López Rodríguez said he relied on informal interviews and archival evidence. He developed a “philosophy of suspicion” when consulting historical evidence because many sources don’t mention the role of queer people in flamenco.
“The surprise was this: an overwhelming number of artists, a volume of what we call overflowing creativity,” López Rodríguez said in Spanish. “A lot of traces of cabaret, of comedy, of the grotesque, of the erotic, and how it produced a distinct class of avant-garde art that was emerging in the very beginning of the 20th century.”
He spoke further on how gay men and lesbians changed the art of flamenco by transforming and adapting conventions of masculinity within the art.
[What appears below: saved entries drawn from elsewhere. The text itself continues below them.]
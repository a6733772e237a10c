pub mod memory;
pub mod traits;

pub use memory::MemoryCatalog;
pub use traits::{
    CatalogError, CatalogResult, CatalogStore, OrderHint, ScanFilter, ScanPage, ScanRequest,
};
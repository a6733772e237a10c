use chrono::{DateTime, Utc};
use serde::{Deserialize, Serialize};
use thiserror::Error;

/// Role of a platform user
#[derive(Debug, Clone, Copy, Serialize, Deserialize, PartialEq, Eq)]
#[serde(rename_all = "SCREAMING_SNAKE_CASE")]
pub enum Role {
    User,
    Agent,
    Admin,
}

/// A platform user. The search core treats users as read-only input;
/// it never mutates roles or credentials.
#[derive(Debug, Clone, Serialize, Deserialize)]
pub struct User {
    pub id: String,
    pub email: String,
    pub name: Option<String>,
    pub role: Role,
    pub created_at: DateTime<Utc>,
    pub updated_at: DateTime<Utc>,
}

/// Kind of property
#[derive(Debug, Clone, Copy, Serialize, Deserialize, PartialEq, Eq)]
#[serde(rename_all = "SCREAMING_SNAKE_CASE")]
pub enum PropertyType {
    Apartment,
    House,
    Villa,
    Townhouse,
    Penthouse,
    Studio,
    Duplex,
    Commercial,
    Office,
    Warehouse,
    Land,
}

/// Listing category
#[derive(Debug, Clone, Copy, Serialize, Deserialize, PartialEq, Eq)]
#[serde(rename_all = "SCREAMING_SNAKE_CASE")]
pub enum PropertyCategory {
    Sale,
    Rent,
    VacationRental,
}

/// Lifecycle status of a listing
#[derive(Debug, Clone, Copy, Serialize, Deserialize, PartialEq, Eq)]
#[serde(rename_all = "SCREAMING_SNAKE_CASE")]
pub enum PropertyStatus {
    Available,
    Sold,
    Rented,
    Reserved,
    UnderConstruction,
}

/// Geographic coordinates. Latitude and longitude always travel together;
/// a property either has both or neither.
#[derive(Debug, Clone, Copy, Serialize, Deserialize, PartialEq)]
pub struct GeoPoint {
    pub latitude: f64,
    pub longitude: f64,
}

/// An image belonging to exactly one property. `order` is a dense rank
/// within the owning property's image set.
#[derive(Debug, Clone, Serialize, Deserialize)]
pub struct PropertyImage {
    pub id: String,
    pub url: String,
    pub alt: Option<String>,
    pub order: u32,
    pub property_id: String,
    pub created_at: DateTime<Utc>,
}

/// Core property listing model
#[derive(Debug, Clone, Serialize, Deserialize)]
pub struct Property {
    pub id: String,
    pub title: String,
    pub description: String,
    pub price: i64,
    pub currency: String,
    #[serde(rename = "type")]
    pub property_type: PropertyType,
    pub category: PropertyCategory,
    pub status: PropertyStatus,

    // Location
    pub address: String,
    pub city: String,
    pub province: String,
    pub postal_code: String,
    pub coordinates: Option<GeoPoint>,

    // Details
    pub bedrooms: Option<u32>,
    pub bathrooms: Option<u32>,
    pub area: Option<u32>,
    pub year_built: Option<i32>,
    pub features: Vec<String>,

    // AI generated (consumed as-is, never produced here)
    pub ai_description: Option<String>,
    pub ai_valuation: Option<i64>,

    // Media
    pub images: Vec<PropertyImage>,
    pub virtual_tour: Option<String>,

    // Metadata
    pub featured: bool,
    pub views: u64,
    pub created_at: DateTime<Utc>,
    pub updated_at: DateTime<Utc>,

    // Relations
    pub owner_id: String,
}

/// Validation failures for domain records
#[derive(Debug, Error, PartialEq, Eq)]
pub enum ModelError {
    #[error("property {id}: price must be non-negative, got {price}")]
    NegativePrice { id: String, price: i64 },
    #[error("property {id}: ai_valuation must be non-negative, got {valuation}")]
    NegativeValuation { id: String, valuation: i64 },
    #[error("property {id}: created_at is after updated_at")]
    TimestampsReversed { id: String },
    #[error("property {id}: image order must be dense and unique starting at 0")]
    ImageOrderNotDense { id: String },
    #[error("image {image_id} does not belong to property {property_id}")]
    ForeignImage {
        image_id: String,
        property_id: String,
    },
}

impl Property {
    /// Check the record-level invariants a catalog must uphold before
    /// accepting a listing: non-negative money fields, ordered timestamps,
    /// and a dense, unique image order (0, 1, 2, ...).
    pub fn validate(&self) -> Result<(), ModelError> {
        if self.price < 0 {
            return Err(ModelError::NegativePrice {
                id: self.id.clone(),
                price: self.price,
            });
        }
        if let Some(v) = self.ai_valuation {
            if v < 0 {
                return Err(ModelError::NegativeValuation {
                    id: self.id.clone(),
                    valuation: v,
                });
            }
        }
        if self.created_at > self.updated_at {
            return Err(ModelError::TimestampsReversed {
                id: self.id.clone(),
            });
        }
        for image in &self.images {
            if image.property_id != self.id {
                return Err(ModelError::ForeignImage {
                    image_id: image.id.clone(),
                    property_id: self.id.clone(),
                });
            }
        }
        let mut orders: Vec<u32> = self.images.iter().map(|i| i.order).collect();
        orders.sort_unstable();
        for (expected, got) in orders.iter().enumerate() {
            if *got != expected as u32 {
                return Err(ModelError::ImageOrderNotDense {
                    id: self.id.clone(),
                });
            }
        }
        Ok(())
    }
}

#[cfg(test)]
mod tests {
    use super::*;
    use chrono::TimeZone;

    fn image(id: &str, property_id: &str, order: u32) -> PropertyImage {
        PropertyImage {
            id: id.to_string(),
            url: format!("https://img.example/{id}.jpg"),
            alt: None,
            order,
            property_id: property_id.to_string(),
            created_at: Utc.with_ymd_and_hms(2024, 1, 1, 0, 0, 0).unwrap(),
        }
    }

    fn listing(id: &str) -> Property {
        let at = Utc.with_ymd_and_hms(2024, 1, 1, 0, 0, 0).unwrap();
        Property {
            id: id.to_string(),
            title: "Test listing".to_string(),
            description: String::new(),
            price: 250_000,
            currency: "EUR".to_string(),
            property_type: PropertyType::Apartment,
            category: PropertyCategory::Sale,
            status: PropertyStatus::Available,
            address: "Calle Mayor 1".to_string(),
            city: "Madrid".to_string(),
            province: "Madrid".to_string(),
            postal_code: "28001".to_string(),
            coordinates: None,
            bedrooms: Some(2),
            bathrooms: Some(1),
            area: Some(80),
            year_built: Some(1998),
            features: vec![],
            ai_description: None,
            ai_valuation: None,
            images: vec![],
            virtual_tour: None,
            featured: false,
            views: 0,
            created_at: at,
            updated_at: at,
            owner_id: "u1".to_string(),
        }
    }

    #[test]
    fn valid_listing_passes() {
        let mut p = listing("p1");
        p.images = vec![image("i1", "p1", 0), image("i2", "p1", 1)];
        assert!(p.validate().is_ok());
    }

    #[test]
    fn negative_price_rejected() {
        let mut p = listing("p1");
        p.price = -1;
        assert!(matches!(p.validate(), Err(ModelError::NegativePrice { .. })));
    }

    #[test]
    fn image_order_must_be_dense() {
        let mut p = listing("p1");
        p.images = vec![image("i1", "p1", 0), image("i2", "p1", 2)];
        assert_eq!(
            p.validate(),
            Err(ModelError::ImageOrderNotDense {
                id: "p1".to_string()
            })
        );
    }

    #[test]
    fn duplicate_image_order_rejected() {
        let mut p = listing("p1");
        p.images = vec![image("i1", "p1", 0), image("i2", "p1", 0)];
        assert!(p.validate().is_err());
    }

    #[test]
    fn foreign_image_rejected() {
        let mut p = listing("p1");
        p.images = vec![image("i1", "other", 0)];
        assert!(matches!(p.validate(), Err(ModelError::ForeignImage { .. })));
    }

    #[test]
    fn reversed_timestamps_rejected() {
        let mut p = listing("p1");
        p.created_at = Utc.with_ymd_and_hms(2024, 2, 1, 0, 0, 0).unwrap();
        assert!(matches!(
            p.validate(),
            Err(ModelError::TimestampsReversed { .. })
        ));
    }
}
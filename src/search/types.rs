use crate::models::{Property, PropertyCategory, PropertyStatus, PropertyType, User};
use serde::{Deserialize, Serialize};
use std::time::Duration;

/// Default page size when the caller does not ask for one
pub const DEFAULT_PAGE_SIZE: usize = 50;
/// Upper bound on the page size a caller may request
pub const MAX_PAGE_SIZE: usize = 100;
/// Deadline applied to each blocking plan stage unless the caller supplies one
pub const DEFAULT_STAGE_TIMEOUT: Duration = Duration::from_secs(10);

/// Search filters for property queries. All fields are optional and
/// combine with AND semantics.
#[derive(Debug, Clone, Default, Serialize, Deserialize)]
pub struct SearchFilters {
    /// Kind of property (exact match)
    #[serde(rename = "type")]
    pub property_type: Option<PropertyType>,
    /// Listing category (exact match)
    pub category: Option<PropertyCategory>,
    /// Listing status (exact match)
    pub status: Option<PropertyStatus>,
    /// Minimum price, inclusive
    pub min_price: Option<i64>,
    /// Maximum price, inclusive
    pub max_price: Option<i64>,
    /// Minimum number of bedrooms ("at least N")
    pub bedrooms: Option<u32>,
    /// Minimum number of bathrooms ("at least N")
    pub bathrooms: Option<u32>,
    /// Minimum area in square meters, inclusive.
    /// A property with no recorded area never matches an area filter.
    pub min_area: Option<u32>,
    /// Maximum area in square meters, inclusive
    pub max_area: Option<u32>,
    /// City, case-insensitive exact match
    pub city: Option<String>,
    /// Province, case-insensitive exact match
    pub province: Option<String>,
    /// Feature tags the property must all carry
    #[serde(default)]
    pub features: Vec<String>,
}

/// Sort key for search results
#[derive(Debug, Clone, Copy, PartialEq, Eq, Serialize, Deserialize, Default)]
#[serde(rename_all = "snake_case")]
pub enum SortKey {
    /// Most recently listed first (default)
    #[default]
    Newest,
    PriceAsc,
    PriceDesc,
    /// Highest AI valuation first; properties without a valuation sort last
    ValuationDesc,
    /// Most viewed first
    ViewsDesc,
}

/// Total order over matches: featured listings first (when enabled), then
/// the sort key, then id ascending as the unconditional tie-break. The
/// tie-break guarantees a strict total order, which stable cursors need.
#[derive(Debug, Clone, Copy, PartialEq, Eq)]
pub struct RankSpec {
    pub featured_first: bool,
    pub key: SortKey,
}

impl Default for RankSpec {
    fn default() -> Self {
        Self {
            featured_first: true,
            key: SortKey::Newest,
        }
    }
}

/// Per-request knobs accompanying the filters
#[derive(Debug, Clone, Default)]
pub struct SearchOptions {
    /// Opaque cursor from a previous page
    pub cursor: Option<String>,
    /// Page size, 1..=MAX_PAGE_SIZE; defaults to DEFAULT_PAGE_SIZE
    pub page_size: Option<usize>,
    /// Sort override; defaults to SortKey::Newest
    pub sort: Option<SortKey>,
    /// Whether featured listings outrank the sort key; defaults to true.
    /// Opting out yields a plain single-key order, which a store scan can
    /// serve directly.
    pub featured_first: Option<bool>,
    /// Opt in to the batched view-count increment for returned items
    pub record_views: bool,
    /// Per-stage deadline override
    pub timeout: Option<Duration>,
}

/// A returned property with its relations hydrated: owner joined from the
/// user collaborator, images sorted by display order.
#[derive(Debug, Clone, Serialize, Deserialize)]
pub struct PropertyView {
    pub property: Property,
    pub owner: User,
}

/// One page of search results
#[derive(Debug, Clone, Serialize, Deserialize)]
pub struct SearchResultPage {
    pub items: Vec<PropertyView>,
    /// Cursor for the page after this one; None on the last page
    pub next_cursor: Option<String>,
    pub has_more: bool,
    /// Best-effort match count; may be stale and may overcount matches
    /// that in-memory clauses would still reject
    pub total_approx: Option<usize>,
}
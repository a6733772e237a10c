pub mod assemble;
pub mod error;
pub mod filter;
pub mod plan;
pub mod rank;
pub mod types;

pub use error::{SearchError, SearchResult};
pub use types::{
    PropertyView, RankSpec, SearchFilters, SearchOptions, SearchResultPage, SortKey,
    DEFAULT_PAGE_SIZE, DEFAULT_STAGE_TIMEOUT, MAX_PAGE_SIZE,
};

use crate::catalog::{CatalogStore, ScanRequest};
use crate::models::Property;
use chrono::Utc;
use rank::{Cursor, RankKey};
use std::sync::atomic::{AtomicBool, AtomicU64, Ordering};
use std::sync::Arc;
use std::time::Duration;
use tokio::time::timeout;
use tracing::{debug, info, warn};

/// Cooperative cancellation flag for an in-flight search. Checked between
/// plan stages, never mid-stage; a cancelled request produces no view
/// increment.
#[derive(Debug, Clone, Default)]
pub struct CancelHandle {
    flag: Arc<AtomicBool>,
}

impl CancelHandle {
    pub fn new() -> Self {
        Self::default()
    }

    pub fn cancel(&self) {
        self.flag.store(true, Ordering::SeqCst);
    }

    pub fn is_cancelled(&self) -> bool {
        self.flag.load(Ordering::SeqCst)
    }
}

/// The property search engine. Stateless per request: concurrent searches
/// share nothing but the catalog store behind its own synchronization.
pub struct SearchEngine {
    store: Arc<dyn CatalogStore>,
    max_page_size: usize,
    default_timeout: Duration,
    request_seq: AtomicU64,
}

impl SearchEngine {
    pub fn new(store: Arc<dyn CatalogStore>) -> Self {
        Self {
            store,
            max_page_size: MAX_PAGE_SIZE,
            default_timeout: DEFAULT_STAGE_TIMEOUT,
            request_seq: AtomicU64::new(0),
        }
    }

    pub fn with_limits(mut self, max_page_size: usize, default_timeout: Duration) -> Self {
        self.max_page_size = max_page_size;
        self.default_timeout = default_timeout;
        self
    }

    /// Run a search to completion. See [`Self::search_cancellable`].
    pub async fn search(
        &self,
        filters: &SearchFilters,
        options: &SearchOptions,
    ) -> SearchResult<SearchResultPage> {
        self.search_cancellable(filters, options, &CancelHandle::new())
            .await
    }

    /// Run a search with cooperative cancellation: compile the filters,
    /// plan, execute against the catalog, rank and slice one page, then
    /// hydrate relations. Input validation happens before any store access.
    pub async fn search_cancellable(
        &self,
        filters: &SearchFilters,
        options: &SearchOptions,
        cancel: &CancelHandle,
    ) -> SearchResult<SearchResultPage> {
        let page_size = rank::validate_page_size(
            options.page_size.unwrap_or(DEFAULT_PAGE_SIZE),
            self.max_page_size,
        )?;
        let sort = options.sort.unwrap_or_default();
        let featured_first = options.featured_first.unwrap_or(true);
        let cursor = match &options.cursor {
            Some(token) => {
                let c = Cursor::decode(token)?;
                // A cursor minted under a different rank order would be
                // misread as a position in this one.
                if c.spec != (RankSpec { featured_first, key: sort }) {
                    return Err(SearchError::InvalidCursor);
                }
                Some(c)
            }
            None => None,
        };

        let (predicate, rank_spec) = filter::compile(filters, options.sort, featured_first)?;
        let exec_plan = plan::plan(&predicate, &rank_spec);
        let stage_timeout = options.timeout.unwrap_or(self.default_timeout);
        debug!(
            residual = exec_plan.residual.len(),
            paginate_at_store = exec_plan.paginate_at_store,
            ?sort,
            "execution plan ready"
        );

        let matches = self
            .execute(&exec_plan, &rank_spec, cursor.as_ref(), page_size, stage_timeout, cancel)
            .await?;

        let ranked = rank::rank_and_page(matches, &rank_spec, cursor.as_ref(), page_size)?;

        let total_approx = match self.store.estimate_total(&exec_plan.scan_filter).await {
            Ok(total) => total,
            Err(err) => {
                warn!(%err, "total estimate unavailable");
                None
            }
        };

        if cancel.is_cancelled() {
            return Err(SearchError::Cancelled);
        }
        let items = timeout(stage_timeout, assemble::assemble(ranked.items, self.store.as_ref()))
            .await
            .map_err(|_| SearchError::Timeout { stage: "hydrate" })??;

        if cancel.is_cancelled() {
            return Err(SearchError::Cancelled);
        }
        if options.record_views {
            let request_id = self.next_request_id();
            assemble::record_page_views(&items, self.store.as_ref(), &request_id).await;
        }

        info!(
            returned = items.len(),
            has_more = ranked.has_more,
            "search complete"
        );
        Ok(SearchResultPage {
            items,
            next_cursor: ranked.next_cursor.map(|c| c.encode()),
            has_more: ranked.has_more,
            total_approx,
        })
    }

    /// Record a single property view, the explicit side-effecting operation
    /// a detail page uses. Search never calls this. Returns the property
    /// when it exists; a view of an unknown id is a no-op.
    pub async fn record_view(&self, property_id: &str) -> SearchResult<Option<Property>> {
        let Some(property) = self.store.fetch_by_id(property_id).await? else {
            warn!(property_id, "view recorded against unknown property");
            return Ok(None);
        };
        let request_id = self.next_request_id();
        self.store
            .record_views(&[property_id.to_string()], &request_id)
            .await?;
        Ok(Some(property))
    }

    /// Stream scan pages from the store, applying residual clauses as each
    /// page arrives. Cancellation is checked between stages; each store
    /// call is bounded by the stage timeout.
    async fn execute(
        &self,
        exec_plan: &plan::ExecutionPlan,
        rank_spec: &RankSpec,
        cursor: Option<&Cursor>,
        page_size: usize,
        stage_timeout: Duration,
        cancel: &CancelHandle,
    ) -> SearchResult<Vec<Property>> {
        let mut matches = Vec::new();
        let mut token: Option<String> = None;
        // With store-order pagination we can stop as soon as page_size + 1
        // items past the cursor are in hand.
        let mut past_cursor = 0usize;

        loop {
            if cancel.is_cancelled() {
                return Err(SearchError::Cancelled);
            }
            let page = timeout(
                stage_timeout,
                self.store.scan(ScanRequest {
                    filter: exec_plan.scan_filter.clone(),
                    order: exec_plan.order_hint,
                    token: token.clone(),
                    limit: exec_plan.batch_limit,
                }),
            )
            .await
            .map_err(|_| SearchError::Timeout { stage: "scan" })??;

            for property in page.items {
                if !exec_plan.residual.iter().all(|c| c.matches(&property)) {
                    continue;
                }
                if exec_plan.paginate_at_store {
                    let key = RankKey::of(&property, rank_spec);
                    if cursor.map_or(true, |c| key > c.last) {
                        past_cursor += 1;
                    }
                }
                matches.push(property);
            }

            if exec_plan.paginate_at_store && past_cursor > page_size {
                debug!(collected = matches.len(), "early exit: page satisfied in scan order");
                break;
            }
            match page.next_token {
                Some(next) => token = Some(next),
                None => break,
            }
        }
        Ok(matches)
    }

    fn next_request_id(&self) -> String {
        let seq = self.request_seq.fetch_add(1, Ordering::Relaxed);
        format!("search-{}-{}", Utc::now().timestamp_micros(), seq)
    }
}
He said in Spanish his “wish was to … give visible space and acknowledgment to these artists.”
Weinberg senior Paz Baum attended the event because of her background in dance and identity as a queer person. She said she appreciated the recognition López Rodríguez gave to queer people’s contributions to the art of flamenco.
“Dance, for me, was always an artistic outlet. I never really connected it to other parts of my identity,” Baum said. “Learning that there was this queer history of flamenco made me want to reconnect with the art I had done while growing up.”
While flamenco is mainly an auditory or oral tradition, López Rodríguez said much of his research consisted of consulting archival evidence in addition to informal interviews.
Caballero-Vázquez said he hopes his students will demonstrate what they have learned in this lecture and the class as a whole in their final project for the class. The projects will be an opportunity for students themselves to begin documenting the history of flamenco.
“It’s not only recovering something from the archives and making it visible, but also intervening and having a conversation, rethinking it artistically,” Caballero-Vázquez said.